Paying homage to not only the different cultures that make up a majority of Hudson County, the cast members for the 2004 Multi-Cultural Performance celebrated the music and style of decades past from the 1920s Charleston to the contemporary hip-hop mixes of this century.
"It's celebrating the cultures and customs, so we can expand the minds of the community," said Carmen Guerra of West New York, Spanish teacher and coordinator of the showcase.
For Guerra and fellow coordinator Ileana Marti of Secaucus, a Spanish teacher, it was important to have the kids exposed to different cultures and different music styles throughout the times that gave birth to the styles of today.

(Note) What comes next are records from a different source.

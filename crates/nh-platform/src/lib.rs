//! NotifyHub Platform
//!
//! Notification delivery backend:
//! - Web and email notification entities stored in a document database
//! - Repositories with filtered, ordered, cursor-paginated reads
//! - REST API consumed by the notification client

pub mod api;
pub mod domain;
pub mod error;
pub mod repository;

pub use domain::*;
pub use error::NotificationError;
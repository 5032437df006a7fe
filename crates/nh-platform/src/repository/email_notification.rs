//! Email Notification Repository

use std::sync::Arc;

use tracing::debug;

use nh_common::{Filter, Page, Sort};
use nh_store::{DocumentStore, Query};

use crate::domain::email_notification::fields;
use crate::domain::{EmailNotification, EmailStatus};
use crate::error::{NotificationError, Result};

use super::{require_entity_id, require_positive_page_size};

pub struct EmailNotificationRepository {
    store: Arc<dyn DocumentStore<EmailNotification>>,
}

impl EmailNotificationRepository {
    pub fn new(store: Arc<dyn DocumentStore<EmailNotification>>) -> Self {
        Self { store }
    }

    /// Same paged-read contract as the web repository, with the send date as
    /// the fixed secondary sort key.
    pub async fn read_page(
        &self,
        filter: Option<Filter>,
        order_by: Option<&str>,
        next_page_id: Option<&str>,
        page_size: i64,
    ) -> Result<Page<EmailNotification>> {
        require_positive_page_size(page_size)?;

        let sort = match order_by {
            Some(field) => vec![
                Sort::ascending(field),
                Sort::descending(fields::SEND_ON_UTC_DATE),
            ],
            None => vec![Sort::descending(fields::SEND_ON_UTC_DATE)],
        };

        let query = Query::new(filter, sort);
        let page = self
            .store
            .query_page(&query, next_page_id, page_size as usize)
            .await?;

        Ok(Page::new(page.items, page.next_cursor))
    }

    /// Convenience paged read over delivery state, used by the dispatch
    /// worker and the API listing.
    pub async fn read_page_by_status(
        &self,
        status: EmailStatus,
        next_page_id: Option<&str>,
        page_size: i64,
    ) -> Result<Page<EmailNotification>> {
        let filter = Filter::eq(fields::STATUS, status.as_str());
        self.read_page(Some(filter), None, next_page_id, page_size)
            .await
    }

    pub async fn read(&self, notification_id: &str) -> Result<EmailNotification> {
        require_entity_id(notification_id)?;

        self.store
            .point_read(notification_id)
            .await?
            .ok_or_else(|| NotificationError::not_found(notification_id))
    }

    pub async fn create(&self, notification: &EmailNotification) -> Result<()> {
        require_entity_id(&notification.notification_id)?;
        self.store.insert(notification).await?;
        debug!(notification_id = %notification.notification_id, "created email notification");
        Ok(())
    }

    pub async fn update(&self, notification: &EmailNotification) -> Result<()> {
        require_entity_id(&notification.notification_id)?;
        let replaced = self
            .store
            .replace(&notification.notification_id, notification)
            .await?;
        if !replaced {
            return Err(NotificationError::not_found(&notification.notification_id));
        }
        Ok(())
    }

    /// Records a delivery outcome and returns the updated entity.
    pub async fn record_outcome(
        &self,
        notification_id: &str,
        outcome: std::result::Result<(), String>,
    ) -> Result<EmailNotification> {
        let mut notification = self.read(notification_id).await?;
        match outcome {
            Ok(()) => notification.mark_sent(),
            Err(error) => notification.mark_failed(error),
        }
        self.update(&notification).await?;
        Ok(notification)
    }

    pub async fn delete(&self, notification_id: &str) -> Result<bool> {
        require_entity_id(notification_id)?;
        Ok(self.store.delete(notification_id).await?)
    }
}
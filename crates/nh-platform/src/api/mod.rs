//! REST API Layer
//!
//! Thin axum controllers over the repositories. Error mapping lives in
//! `common`: invalid arguments become 400s, missing notifications 404s, and
//! store failures 500s.

pub mod common;
pub mod email_notifications;
pub mod notifications;
pub mod openapi;

pub use email_notifications::{email_notifications_router, EmailNotificationsState};
pub use notifications::{notifications_router, NotificationsState};
pub use openapi::NotifyHubApiDoc;
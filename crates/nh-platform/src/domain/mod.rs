//! Domain Models
//!
//! Notification entities persisted in the document store. Timestamps are
//! stored as BSON datetimes and priorities as integers so that server-side
//! range comparisons and ordering behave correctly.

pub mod email_notification;
pub mod web_notification;

pub use email_notification::{EmailNotification, EmailStatus};
pub use web_notification::{NotificationPriority, NotificationReadStatus, WebNotification};

/// Serde helper for optional BSON datetimes (the bson crate only ships the
/// non-optional variant).
pub(crate) mod optional_bson_datetime {
    use bson::DateTime as BsonDateTime;
    use chrono::{DateTime, Utc};
    use serde::{Deserialize, Deserializer, Serialize, Serializer};

    pub fn serialize<S>(value: &Option<DateTime<Utc>>, serializer: S) -> Result<S::Ok, S::Error>
    where
        S: Serializer,
    {
        match value {
            Some(ts) => BsonDateTime::from_chrono(*ts).serialize(serializer),
            None => serializer.serialize_none(),
        }
    }

    pub fn deserialize<'de, D>(deserializer: D) -> Result<Option<DateTime<Utc>>, D::Error>
    where
        D: Deserializer<'de>,
    {
        let value = Option::<BsonDateTime>::deserialize(deserializer)?;
        Ok(value.map(BsonDateTime::to_chrono))
    }
}
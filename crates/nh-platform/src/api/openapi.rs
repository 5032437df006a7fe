//! OpenAPI Document

use utoipa::OpenApi;

use super::common::{ApiError, PageResponse, SuccessResponse};
use super::email_notifications::{CreateEmailNotificationRequest, EmailNotificationResponse};
use super::notifications::{CreateNotificationRequest, WebNotificationResponse};

#[derive(OpenApi)]
#[openapi(
    info(
        title = "NotifyHub API",
        description = "Notification delivery service - web and email notifications with cursor-paginated reads",
    ),
    paths(
        super::notifications::list_notifications,
        super::notifications::get_notification,
        super::notifications::create_notification,
        super::notifications::mark_notification_read,
        super::notifications::dismiss_notification,
        super::notifications::delete_notification,
        super::email_notifications::list_email_notifications,
        super::email_notifications::get_email_notification,
        super::email_notifications::create_email_notification,
    ),
    components(schemas(
        ApiError,
        SuccessResponse,
        WebNotificationResponse,
        CreateNotificationRequest,
        EmailNotificationResponse,
        CreateEmailNotificationRequest,
        PageResponse<WebNotificationResponse>,
        PageResponse<EmailNotificationResponse>,
    )),
    tags(
        (name = "notifications", description = "Web notification tray"),
        (name = "email-notifications", description = "Email notification queue"),
    )
)]
pub struct NotifyHubApiDoc;
//! Email Notifications API

use std::sync::Arc;

use axum::extract::{Path, Query, State};
use axum::http::StatusCode;
use axum::routing::get;
use axum::{Json, Router};
use serde::{Deserialize, Serialize};
use utoipa::{IntoParams, ToSchema};

use nh_common::Filter;

use crate::domain::email_notification::fields;
use crate::domain::{EmailNotification, EmailStatus};
use crate::error::{NotificationError, Result};
use crate::repository::EmailNotificationRepository;

use super::common::PageResponse;
use super::notifications::DEFAULT_PAGE_SIZE;

/// Email notifications service state
#[derive(Clone)]
pub struct EmailNotificationsState {
    pub email_repo: Arc<EmailNotificationRepository>,
}

/// Email notification response DTO
#[derive(Debug, Serialize, ToSchema)]
#[serde(rename_all = "camelCase")]
pub struct EmailNotificationResponse {
    pub notification_id: String,
    pub subject: String,
    pub body: String,
    pub to: Vec<String>,
    pub cc: Vec<String>,
    pub application: String,
    pub priority: String,
    pub status: String,
    pub send_on_utc_date: String,
    pub error_message: Option<String>,
    pub try_count: i32,
}

impl From<EmailNotification> for EmailNotificationResponse {
    fn from(n: EmailNotification) -> Self {
        Self {
            notification_id: n.notification_id,
            subject: n.subject,
            body: n.body,
            to: n.to,
            cc: n.cc,
            application: n.application,
            priority: n.priority.as_str().to_string(),
            status: n.status.as_str().to_string(),
            send_on_utc_date: n.send_on_utc_date.to_rfc3339(),
            error_message: n.error_message,
            try_count: n.try_count,
        }
    }
}

/// Create email notification request
#[derive(Debug, Deserialize, ToSchema)]
#[serde(rename_all = "camelCase")]
pub struct CreateEmailNotificationRequest {
    pub notification_id: Option<String>,
    pub subject: String,
    pub body: Option<String>,
    pub to: Vec<String>,
    pub cc: Option<Vec<String>>,
    pub application: String,
}

/// Query parameters for the email notifications listing
#[derive(Debug, Default, Deserialize, IntoParams)]
#[serde(rename_all = "camelCase")]
#[into_params(parameter_in = Query)]
pub struct EmailNotificationsQuery {
    /// Filter by delivery status (QUEUED, SENT, FAILED)
    pub status: Option<String>,

    /// Filter by originating application
    pub application: Option<String>,

    /// Continuation token from a previous page
    pub next_page_id: Option<String>,

    /// Maximum number of items to return
    pub page_size: Option<i64>,
}

fn build_filter(query: &EmailNotificationsQuery) -> Result<Option<Filter>> {
    let mut clauses = Vec::new();

    if let Some(status) = query.status.as_deref() {
        let status = EmailStatus::parse(status).ok_or_else(|| {
            NotificationError::invalid_argument(format!("Unknown email status '{status}'."))
        })?;
        clauses.push(Filter::eq(fields::STATUS, status.as_str()));
    }
    if let Some(application) = query.application.as_deref() {
        clauses.push(Filter::eq(fields::APPLICATION, application));
    }

    Ok(match clauses.len() {
        0 => None,
        1 => clauses.pop(),
        _ => Some(Filter::and(clauses)),
    })
}

/// List email notifications
#[utoipa::path(
    get,
    path = "",
    params(EmailNotificationsQuery),
    responses(
        (status = 200, body = PageResponse<EmailNotificationResponse>),
        (status = 400, description = "Invalid filter, page size or cursor")
    ),
    tag = "email-notifications"
)]
pub async fn list_email_notifications(
    State(state): State<EmailNotificationsState>,
    Query(query): Query<EmailNotificationsQuery>,
) -> Result<Json<PageResponse<EmailNotificationResponse>>> {
    let filter = build_filter(&query)?;
    let page_size = query.page_size.unwrap_or(DEFAULT_PAGE_SIZE);

    let page = state
        .email_repo
        .read_page(filter, None, query.next_page_id.as_deref(), page_size)
        .await?;

    Ok(Json(PageResponse {
        items: page.items.into_iter().map(Into::into).collect(),
        next_page_id: page.next_page_id,
    }))
}

/// Get an email notification by id
#[utoipa::path(
    get,
    path = "/{id}",
    params(("id" = String, Path, description = "Notification id")),
    responses(
        (status = 200, body = EmailNotificationResponse),
        (status = 404, description = "Notification not found")
    ),
    tag = "email-notifications"
)]
pub async fn get_email_notification(
    State(state): State<EmailNotificationsState>,
    Path(id): Path<String>,
) -> Result<Json<EmailNotificationResponse>> {
    let notification = state.email_repo.read(&id).await?;
    Ok(Json(notification.into()))
}

/// Queue an email notification
#[utoipa::path(
    post,
    path = "",
    request_body = CreateEmailNotificationRequest,
    responses((status = 201, body = EmailNotificationResponse)),
    tag = "email-notifications"
)]
pub async fn create_email_notification(
    State(state): State<EmailNotificationsState>,
    Json(request): Json<CreateEmailNotificationRequest>,
) -> Result<(StatusCode, Json<EmailNotificationResponse>)> {
    let notification_id = request
        .notification_id
        .unwrap_or_else(|| uuid::Uuid::new_v4().to_string());

    let mut notification = EmailNotification::new(
        notification_id,
        request.application,
        request.to,
        request.subject,
    );
    if let Some(body) = request.body {
        notification = notification.with_body(body);
    }
    if let Some(cc) = request.cc {
        notification = notification.with_cc(cc);
    }

    state.email_repo.create(&notification).await?;
    Ok((StatusCode::CREATED, Json(notification.into())))
}

/// Create email notifications router
pub fn email_notifications_router(state: EmailNotificationsState) -> Router {
    Router::new()
        .route(
            "/",
            get(list_email_notifications).post(create_email_notification),
        )
        .route("/:id", get(get_email_notification))
        .with_state(state)
}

The kids, who auditioned for a spot in the program, were able to present their own ideas and routines for the show. This gave them a hands-on feel for the performances, which enhanced the experience.
"It hasn't been easy, but we try to motivate the kids to get involved," said Marti. "Rehearsals have been intense after school for two hours each time."
Some students performed songs while others participated in dance routines. The students who were in more than one performance, performed songs and participated in dance routines.
"I love it because basically this is my interest, I love to dance," said Junior Jesus Rigo, 18, who is a first-time participant in the show. "I'm new in this school, but I've performed in New York City with friends as well."
The dance numbers ranged from simplified choreographed routines and ethnic dances from countries like Colombia and India, to a stunning rendition of the 1980s-era Flashdance routine by Junior Sasha Herrera.
"I'm a dancer, so besides this I'm in a dance school," said Sasha, 17. "I was in the language show last year, and it was fun because I love performing. It could be any little show and I want to be in it."
The cast has been in rehearsals since January for the Friday night show, which was completely sold out. In years past, the performances have only been for the student body and faculty community. However, due to the resounding success they've had, this year's performance was open to the public in a one-night showcase.
"When I suggested the celebration three years ago, it was widely accepted and since has grown. It has evolved into a bigger thing," said Francesco Sabetta, supervisor of the World Language Department.
Throughout the week the kids are involved with classroom projects, language activities, and even food preparation of different cultures.
"The energy and amount of time they're putting into this, I think it's fantastic," said Sabetta.
Both faculty and students are pleased with the progress of the program and hope that the Multi-Cultural Performance continues to expand and be an ongoing event.